The central aspect of my nursing philosophy that reflects my personal values, beliefs, experiences and a unique perspective is the provision of holistic care. Thus, I think this reflects my value and belief in compassion, humanity and the right to health care. My philosophy of nursing is an integration of medical information, culture, society, and caring for fellow humans. It is a reflection of having dignity to other people. Hereupon, I think health care should be holistic and develop personal values of the nurse and patient. It should also be an extension of health promotion and quality care.

My philosophy of nursing manifests itself throughout my practice. The philosophy is evident in the ways I communicate with my patients and my delivery of care. I guarantee that I provide appropriate information to patients, uphold nursing ethics, and promote socially acceptable and holistic care in an environment of high quality health care. I also insure privacy of patients and maintain close contact with them to learn on their development and progression of health improvement (Draper, Ladou, & Tennenhouse, 2011).

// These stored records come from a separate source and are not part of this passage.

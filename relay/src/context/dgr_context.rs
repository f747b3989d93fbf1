use std::{mem, net::SocketAddr, process};

use log::{debug, error, info, trace, warn};

use dgr_shared::{
    decode, encode_into, CodecError, ConfigLookup, TableError, VariableTable, SHUTDOWN_KEY,
};

use crate::{
    error::{DgrError, TransmitError},
    failure::{poison_pill, shutdown_requested, StalenessDetector},
    role::{destinations_from_config, listen_port_from_config, RoleKind},
    transport::{PacketReceiver, PacketSender, Transport, UdpTransport},
    RelayConfig, RelayStats,
};

/// One process's view of the relay: its role, its sockets and the variable
/// table it broadcasts or mirrors.
///
/// Every call takes `&mut self`, so a context is only ever driven from one
/// thread at a time, typically the render thread.
pub struct DgrContext {
    config: RelayConfig,
    transport: Box<dyn Transport>,
    table: VariableTable,
    role: Role,
    stats: RelayStats,
}

enum Role {
    Disabled,
    Master(MasterLink),
    Slave(SlaveLink),
}

struct MasterLink {
    // None when the destination list was unusable; the master then runs
    // without broadcasting
    sender: Option<Box<dyn PacketSender>>,
    destinations: Vec<SocketAddr>,
    frame: Vec<u8>,
}

struct SlaveLink {
    listen_port: u16,
    receiver: Box<dyn PacketReceiver>,
    detector: StalenessDetector,
    latest: Vec<u8>,
}

impl DgrContext {
    /// Create a new, disabled context that will use UDP sockets once
    /// initialized
    pub fn new(config: RelayConfig) -> Self {
        Self::with_transport(config, Box::new(UdpTransport))
    }

    /// Create a new, disabled context that opens its sockets through
    /// `transport`
    pub fn with_transport(config: RelayConfig, transport: Box<dyn Transport>) -> Self {
        let table = VariableTable::with_max_variables(config.max_variables);
        Self {
            config,
            transport,
            table,
            role: Role::Disabled,
            stats: RelayStats::default(),
        }
    }

    /// Reads the cluster topology from `config` and opens the sockets the
    /// configured role needs. May be called again to reconfigure: the table
    /// is cleared and previous sockets are closed.
    ///
    /// A slave blocks here until the master's first frame arrives or the
    /// initial timeout elapses.
    ///
    /// # Errors
    /// - `DgrError::Config` if a slave has no usable listen port
    /// - `DgrError::Setup` if a destination does not resolve or a socket
    ///   cannot be opened
    /// - any error of the slave's first receive
    pub fn init(&mut self, config: &dyn ConfigLookup) -> Result<(), DgrError> {
        self.role = Role::Disabled;
        self.table = VariableTable::with_max_variables(self.config.max_variables);
        self.stats = RelayStats::default();

        match RoleKind::from_config(config) {
            RoleKind::Disabled => {
                debug!("dgr disabled");
            }
            RoleKind::Master => {
                let link = self.open_master(config)?;
                self.role = Role::Master(link);
            }
            RoleKind::Slave => {
                let listen_port = listen_port_from_config(config).map_err(|config_error| {
                    error!("dgr slave cannot start: {}", config_error);
                    config_error
                })?;
                let receiver = self.transport.bind_receiver(listen_port)?;
                info!("dgr slave listening on port {}", listen_port);

                self.role = Role::Slave(SlaveLink {
                    listen_port,
                    receiver,
                    detector: StalenessDetector::new(
                        self.config.initial_timeout,
                        self.config.staleness_window,
                    ),
                    latest: Vec::new(),
                });

                // slaves that start after the master has begun must not
                // render their first frame with an empty table
                self.receive()?;
            }
        }

        Ok(())
    }

    fn open_master(&self, config: &dyn ConfigLookup) -> Result<MasterLink, DgrError> {
        let pairs = match destinations_from_config(config) {
            Ok(pairs) => pairs,
            Err(config_error) => {
                error!("dgr master will not broadcast: {}", config_error);
                return Ok(MasterLink {
                    sender: None,
                    destinations: Vec::new(),
                    frame: Vec::new(),
                });
            }
        };

        let mut destinations = Vec::with_capacity(pairs.len());
        for (host, port) in &pairs {
            let address = self.transport.resolve(host, *port)?;
            debug!("dgr destination {}:{} resolved to {}", host, port, address);
            destinations.push(address);
        }

        // one socket reaches every destination
        let sender = self.transport.open_sender()?;
        info!("dgr master broadcasting to {} slaves", destinations.len());

        Ok(MasterLink {
            sender: Some(sender),
            destinations,
            frame: Vec::new(),
        })
    }

    /// The frame-barrier hook. Call once per rendered frame with `send` set
    /// right before the buffer swap, and once with `receive` set right after
    /// it. A master broadcasts its table on `send`; a slave takes in the
    /// newest frame on `receive`. Does nothing when disabled.
    ///
    /// # Errors
    /// `DgrError::MasterShutdown` when the master announced its termination.
    /// Use `DgrError::is_fatal` to decide whether the process should stop.
    pub fn update(&mut self, send: bool, receive: bool) -> Result<(), DgrError> {
        if send {
            self.send()?;
        }
        if receive {
            self.receive()?;
        }
        Ok(())
    }

    /// `update(true, false)`, for the call site before the buffer swap
    pub fn pre_swap(&mut self) -> Result<(), DgrError> {
        self.update(true, false)
    }

    /// `update(false, true)`, for the call site after the buffer swap
    pub fn post_swap(&mut self) -> Result<(), DgrError> {
        self.update(false, true)
    }

    /// `update`, terminating the process on fatal errors: with status 0 when
    /// the master shut the cluster down, 1 otherwise. A master still
    /// broadcasts its shutdown frame on the way out. Survivable errors are
    /// logged and the frame continues.
    pub fn update_or_exit(&mut self, send: bool, receive: bool) {
        let Err(dgr_error) = self.update(send, receive) else {
            return;
        };

        if !dgr_error.is_fatal() {
            warn!("dgr: {}", dgr_error);
            return;
        }

        if dgr_error == DgrError::MasterShutdown {
            info!("dgr: master shut down the cluster, exiting");
        } else {
            error!("dgr: {}", dgr_error);
        }

        // process::exit skips Drop, so announce a dying master here
        if let Err(shutdown_error) = self.shutdown() {
            error!("dgr: failed to announce shutdown: {}", shutdown_error);
        }
        process::exit(dgr_error.exit_code());
    }

    fn send(&mut self) -> Result<(), DgrError> {
        let Role::Master(link) = &mut self.role else {
            return Ok(());
        };
        link.broadcast(&self.table, self.config.max_packet_size, &mut self.stats)?;
        Ok(())
    }

    fn receive(&mut self) -> Result<(), DgrError> {
        let Role::Slave(link) = &mut self.role else {
            return Ok(());
        };
        link.receive_frame(&mut self.table, &mut self.stats)
    }

    /// On a master, stores `buffer` under `name`. On a slave, overwrites
    /// `buffer` with the value most recently received for `name`. Does
    /// nothing when disabled.
    ///
    /// A slave leaves `buffer` untouched unless the received value has
    /// exactly `buffer.len()` bytes. Errors are logged before being returned.
    pub fn setget(&mut self, name: &str, buffer: &mut [u8]) -> Result<(), TableError> {
        let result = match &self.role {
            Role::Disabled => return Ok(()),
            Role::Master(_) => self.table.set(name, buffer),
            Role::Slave(_) => copy_exact(&self.table, name, buffer),
        };

        if let Err(table_error) = &result {
            warn!("dgr setget: {}", table_error);
        }
        result
    }

    /// Whether this process owns the authoritative state: true for a master
    /// and for a process with clustering disabled
    pub fn is_master(&self) -> bool {
        self.role().is_master()
    }

    /// Whether clustering is configured at all
    pub fn is_enabled(&self) -> bool {
        self.role().is_enabled()
    }

    pub fn role(&self) -> RoleKind {
        match self.role {
            Role::Disabled => RoleKind::Disabled,
            Role::Master(_) => RoleKind::Master,
            Role::Slave(_) => RoleKind::Slave,
        }
    }

    pub fn table(&self) -> &VariableTable {
        &self.table
    }

    pub fn stats(&self) -> RelayStats {
        self.stats
    }

    pub fn config(&self) -> &RelayConfig {
        &self.config
    }

    /// Addresses a master broadcasts to; empty for other roles
    pub fn destinations(&self) -> &[SocketAddr] {
        match &self.role {
            Role::Master(link) => &link.destinations,
            _ => &[],
        }
    }

    /// Port a slave listens on
    pub fn listen_port(&self) -> Option<u16> {
        match &self.role {
            Role::Slave(link) => Some(link.listen_port),
            _ => None,
        }
    }

    /// Logs every variable with its size and buffer address
    pub fn print_list(&self) {
        info!(
            "dgr {:?}: {} of {} variables",
            self.role(),
            self.table.len(),
            self.table.max_variables()
        );
        for (index, record) in self.table.iter().enumerate() {
            info!(
                "dgr {:4}: {} ({} bytes) at {:p}",
                index,
                record.name(),
                record.size(),
                record.bytes().as_ptr()
            );
        }
    }

    /// Ends this process's part in the cluster. A master clears its table and
    /// broadcasts a final frame carrying only `SHUTDOWN_KEY`, telling every
    /// slave to exit. The context is disabled afterwards, so calling this
    /// again does nothing. Also runs on drop.
    pub fn shutdown(&mut self) -> Result<(), DgrError> {
        let Role::Master(mut link) = mem::replace(&mut self.role, Role::Disabled) else {
            return Ok(());
        };

        self.table.clear();
        self.table.set(SHUTDOWN_KEY, &poison_pill())?;
        link.broadcast(&self.table, self.config.max_packet_size, &mut self.stats)?;
        info!(
            "dgr master sent shutdown to {} slaves",
            link.destinations.len()
        );
        Ok(())
    }
}

impl Drop for DgrContext {
    fn drop(&mut self) {
        if let Err(dgr_error) = self.shutdown() {
            error!("dgr: failed to announce shutdown: {}", dgr_error);
        }
    }
}

impl MasterLink {
    fn broadcast(
        &mut self,
        table: &VariableTable,
        max_packet_size: usize,
        stats: &mut RelayStats,
    ) -> Result<(), TransmitError> {
        let Some(sender) = &self.sender else {
            return Ok(());
        };

        encode_into(table, &mut self.frame);
        if self.frame.is_empty() {
            return Ok(());
        }
        if self.frame.len() > max_packet_size {
            return Err(TransmitError::PacketTooLarge {
                size: self.frame.len(),
                max: max_packet_size,
            });
        }

        for address in &self.destinations {
            let sent = sender
                .send(address, &self.frame)
                .map_err(|source| TransmitError::Socket {
                    address: address.to_string(),
                    source,
                })?;
            if sent != self.frame.len() {
                return Err(TransmitError::ShortWrite {
                    address: address.to_string(),
                    sent,
                    expected: self.frame.len(),
                });
            }
            stats.packets_sent += 1;
            stats.bytes_sent += sent as u64;
        }

        stats.frames_sent += 1;
        trace!(
            "dgr sent {} bytes ({} variables) to {} slaves",
            self.frame.len(),
            table.len(),
            self.destinations.len()
        );
        Ok(())
    }
}

impl SlaveLink {
    fn receive_frame(
        &mut self,
        table: &mut VariableTable,
        stats: &mut RelayStats,
    ) -> Result<(), DgrError> {
        if !self.receiver.wait(self.detector.poll_timeout())? {
            return self.detector.check_silence();
        }

        // keep only the newest datagram; older ones describe frames already rendered
        let mut drained: u64 = 0;
        while let Some(payload) = self.receiver.receive()? {
            self.latest.clear();
            self.latest.extend_from_slice(payload);
            drained += 1;
        }
        if drained == 0 {
            return self.detector.check_silence();
        }

        stats.packets_received += drained;
        stats.packets_discarded += drained - 1;
        if drained > 1 {
            debug!("dgr discarded {} superseded frames", drained - 1);
        }

        let decoded = decode(&self.latest, table);
        // a table overflow still came from a well-formed frame, so the master is alive
        if matches!(decoded, Ok(_) | Err(CodecError::Table(_))) {
            self.detector.record_receive();
        }
        if shutdown_requested(table) {
            return Err(DgrError::MasterShutdown);
        }

        let records = decoded?;
        stats.frames_applied += 1;
        trace!(
            "dgr applied {} variables from a {} byte frame",
            records,
            self.latest.len()
        );
        Ok(())
    }
}

fn copy_exact(table: &VariableTable, name: &str, buffer: &mut [u8]) -> Result<(), TableError> {
    let Some(stored) = table.get_bytes(name) else {
        return Err(TableError::NotFound {
            name: name.to_string(),
        });
    };

    if stored.len() > buffer.len() {
        return Err(TableError::BufferTooSmall {
            name: name.to_string(),
            needed: stored.len(),
            capacity: buffer.len(),
        });
    }
    if stored.len() != buffer.len() {
        return Err(TableError::SizeMismatch {
            name: name.to_string(),
            stored: stored.len(),
            requested: buffer.len(),
        });
    }

    buffer.copy_from_slice(stored);
    Ok(())
}
use thiserror::Error;

use crate::table::error::TableError;

/// Errors that can occur while decoding a received frame.
///
/// SECURITY: every variant describes untrusted network data. Decoding never
/// reads past the end of the packet and never panics on malformed input.
#[derive(Debug, Clone, PartialEq, Eq, Error)]
pub enum CodecError {
    /// Packet ended before the NUL terminating a variable name
    #[error("Variable name starting at offset {offset} is not NUL-terminated before the end of the packet")]
    UnterminatedName { offset: usize },

    /// Variable name runs past the name length limit (possible malformed or malicious packet)
    #[error("Variable name starting at offset {offset} exceeds {max} bytes (possible malformed or malicious packet)")]
    NameTooLong { offset: usize, max: usize },

    /// Variable name is empty or not valid UTF-8
    #[error("Variable name starting at offset {offset} is empty or not valid UTF-8")]
    InvalidName { offset: usize },

    /// Packet ended inside a record's 4-byte size field
    #[error("Packet ends inside the size field at offset {offset}")]
    TruncatedSize { offset: usize },

    /// Packet ended before the number of payload bytes announced by the size field
    #[error("Record payload at offset {offset} announces {expected} bytes but only {remaining} remain")]
    TruncatedPayload {
        offset: usize,
        expected: usize,
        remaining: usize,
    },

    /// Decoded record could not be stored in the table
    #[error("Table error: {0}")]
    Table(#[from] TableError),
}
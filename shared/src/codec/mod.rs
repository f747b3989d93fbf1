//! Flat wire format for a `VariableTable`.
//!
//! A frame is the concatenation, for every record in insertion order, of the
//! variable name, a NUL byte, the payload length as a 4-byte unsigned integer
//! and the payload itself. There is no header and no trailer: the datagram
//! length delimits the frame.

pub mod decoder;
pub mod encoder;
pub mod error;

cfg_if! {
    if #[cfg(feature = "network_byte_order")]
    {
        pub(crate) fn size_to_wire(size: u32) -> [u8; 4] {
            size.to_be_bytes()
        }

        pub(crate) fn size_from_wire(bytes: [u8; 4]) -> u32 {
            u32::from_be_bytes(bytes)
        }
    }
    else
    {
        // Native order: every node of the cluster must share the master's endianness.
        pub(crate) fn size_to_wire(size: u32) -> [u8; 4] {
            size.to_ne_bytes()
        }

        pub(crate) fn size_from_wire(bytes: [u8; 4]) -> u32 {
            u32::from_ne_bytes(bytes)
        }
    }
}
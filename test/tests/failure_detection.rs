/// Slave-side timeouts and malformed frames

use std::thread;
use std::time::Duration;

use dgr_relay::{DgrContext, DgrError, RelayConfig};
use dgr_shared::{encode, CodecError, TableError, VariableTable};
use dgr_test::{fast_relay_config, init_logger, slave_config, LocalNetwork};

fn frame_with_score(value: u8) -> Vec<u8> {
    let mut table = VariableTable::new();
    table.set("score", &[value]).unwrap();
    encode(&table)
}

#[test]
fn slave_gives_up_without_first_frame() {
    init_logger();
    let network = LocalNetwork::new();
    let mut slave = DgrContext::with_transport(fast_relay_config(), network.transport());

    let result = slave.init(&slave_config(8000));

    assert_eq!(
        result,
        Err(DgrError::ReceiveTimeout {
            waited: fast_relay_config().initial_timeout,
            first_receive: true,
        })
    );
    assert!(result.unwrap_err().is_fatal());
}

#[test]
fn silence_within_window_is_tolerated() {
    let network = LocalNetwork::new();
    network.inject(8100, &frame_with_score(1));
    let mut slave = DgrContext::with_transport(fast_relay_config(), network.transport());
    slave.init(&slave_config(8100)).unwrap();

    for _ in 0..3 {
        assert!(slave.post_swap().is_ok());
    }
    assert_eq!(slave.table().get_bytes("score"), Some(&[1u8][..]));
}

#[test]
fn silence_beyond_window_declares_master_dead() {
    let network = LocalNetwork::new();
    network.inject(8200, &frame_with_score(1));
    let mut slave = DgrContext::with_transport(fast_relay_config(), network.transport());
    slave.init(&slave_config(8200)).unwrap();

    thread::sleep(fast_relay_config().staleness_window + Duration::from_millis(50));

    assert!(matches!(
        slave.post_swap(),
        Err(DgrError::ReceiveTimeout {
            first_receive: false,
            ..
        })
    ));
}

#[test]
fn fresh_frame_resets_the_window() {
    let network = LocalNetwork::new();
    network.inject(8300, &frame_with_score(1));
    let mut slave = DgrContext::with_transport(fast_relay_config(), network.transport());
    slave.init(&slave_config(8300)).unwrap();

    for value in 2..5 {
        thread::sleep(fast_relay_config().staleness_window / 2);
        network.inject(8300, &frame_with_score(value));
        slave.post_swap().unwrap();
    }
    assert_eq!(slave.table().get_bytes("score"), Some(&[4u8][..]));
}

#[test]
fn malformed_frame_is_survivable() {
    let network = LocalNetwork::new();
    network.inject(8400, &frame_with_score(1));
    let mut slave = DgrContext::with_transport(fast_relay_config(), network.transport());
    slave.init(&slave_config(8400)).unwrap();

    let mut truncated = frame_with_score(2);
    truncated.pop();
    network.inject(8400, &truncated);

    let error = slave.post_swap().unwrap_err();
    assert!(matches!(
        error,
        DgrError::Decode(CodecError::TruncatedPayload { .. })
    ));
    assert!(!error.is_fatal());
    assert_eq!(slave.table().get_bytes("score"), Some(&[1u8][..]));

    network.inject(8400, &frame_with_score(3));
    slave.post_swap().unwrap();
    assert_eq!(slave.table().get_bytes("score"), Some(&[3u8][..]));
}

#[test]
fn garbage_name_without_terminator_is_rejected() {
    let network = LocalNetwork::new();
    network.inject(8500, &frame_with_score(1));
    let mut slave = DgrContext::with_transport(fast_relay_config(), network.transport());
    slave.init(&slave_config(8500)).unwrap();

    network.inject(8500, &vec![b'A'; 4096]);

    assert!(matches!(
        slave.post_swap(),
        Err(DgrError::Decode(CodecError::NameTooLong { offset: 0, .. }))
    ));
}

#[test]
fn overflowing_frame_still_counts_as_heard_from_master() {
    let config = RelayConfig {
        max_variables: 1,
        ..fast_relay_config()
    };
    let mut source = VariableTable::new();
    source.set("a", &[1]).unwrap();
    source.set("b", &[2]).unwrap();

    let network = LocalNetwork::new();
    network.inject(8600, &encode(&source));
    let mut slave = DgrContext::with_transport(config, network.transport());

    let error = slave.init(&slave_config(8600)).unwrap_err();
    assert!(matches!(
        error,
        DgrError::Decode(CodecError::Table(TableError::CapacityExceeded { .. }))
    ));
    assert!(!error.is_fatal());
    assert_eq!(slave.table().get_bytes("a"), Some(&[1u8][..]));

    // the window is running, so an empty poll within it is not a timeout
    assert_eq!(slave.post_swap(), Ok(()));
}
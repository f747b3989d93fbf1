// Wire & table limits

/// Longest variable name (in bytes, excluding the NUL terminator) that may be
/// stored in a table or accepted off the wire.
pub const MAX_NAME_BYTES: usize = 1023;

/// Width of the per-record size field on the wire.
pub const SIZE_FIELD_BYTES: usize = 4;

/// Largest payload a single UDP datagram can carry over IPv4.
pub const MAX_DATAGRAM_BYTES: usize = 65_507;

/// Default soft cap on the number of variables a table will hold.
pub const DEFAULT_MAX_VARIABLES: usize = 1024;

/// Reserved key a master sets when it terminates. Slaves that decode a frame
/// carrying this key with a nonzero value shut themselves down.
pub const SHUTDOWN_KEY: &str = "!!!dgr_died!!!";

// Configuration keys

pub const MODE_KEY: &str = "dgr.mode";
pub const MASTER_DEST_KEY: &str = "dgr.master.dest";
pub const SLAVE_LISTEN_PORT_KEY: &str = "dgr.slave.listenport";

There is a relationship between philosophy and knowledge development. There is proof of this idea in my nursing philosophy and practice. On the one hand, nursing philosophy refers to an approach to nursing where nurses use their daily practice in the field to provide care. The nurse may use their philosophy on what they believe is the appropriate action to provide health care and communicate with the patient. Nurses and other medical practitioners often find themselves in circumstances when they need to apply their philosophy and perception of reality. Apparently, this can be influenced by their experience in practices (Kinsella, 2010). On the other hand, knowledge development is the use of effective nursing philosophies, facts from nursing research and evidence from practice to insure the use of effective decisions. For instance, in my previous experience as a nurse, I often used nursing models that emphasize the connection between the patient and nurse while working on rehabilitation of patients. The interaction of philosophy and biological science in nursing helps nurses to make an informed decision on quality health care (Mackay, 2009). Therefore, I think that the use of the two professions in nursing practice is the appropriate action. The nurse’s logic, ethics, values, and morals can provide benefits to scientific methods and nursing experience (Isaacs, Ploeg, & Tompkins, 2009).

Positivism and post-positivism have had a tremendous impact on approaches to nursing science, research methods and nursing practice. Post-positivism is a meta-theoretical argument that reviews and amends the articulations of positivism. Positivists articulate that the researcher and the subject are autonomous. However, post-positivists agree that models, circumstances, knowledge and principles of the researcher can effect what is studied. As a result, this can be applicable to the case of nursing science, research methods and nursing practices. Nursing care may not be standardized but rather it is diverse in different subjects (patients) (Sperhac & Clinton, 2008).

Conclusion

In a nutshell, I believe nursing is based on the commitment to provide health care service to patients. One should show a desire and articulate personal values in their service. There should be a representation of humanity in the provision of nursing services. The profession should be a dedication to the provision of more than mere care or treatment. Instead, it should be focused on the delivery of personalized care and needs to patient.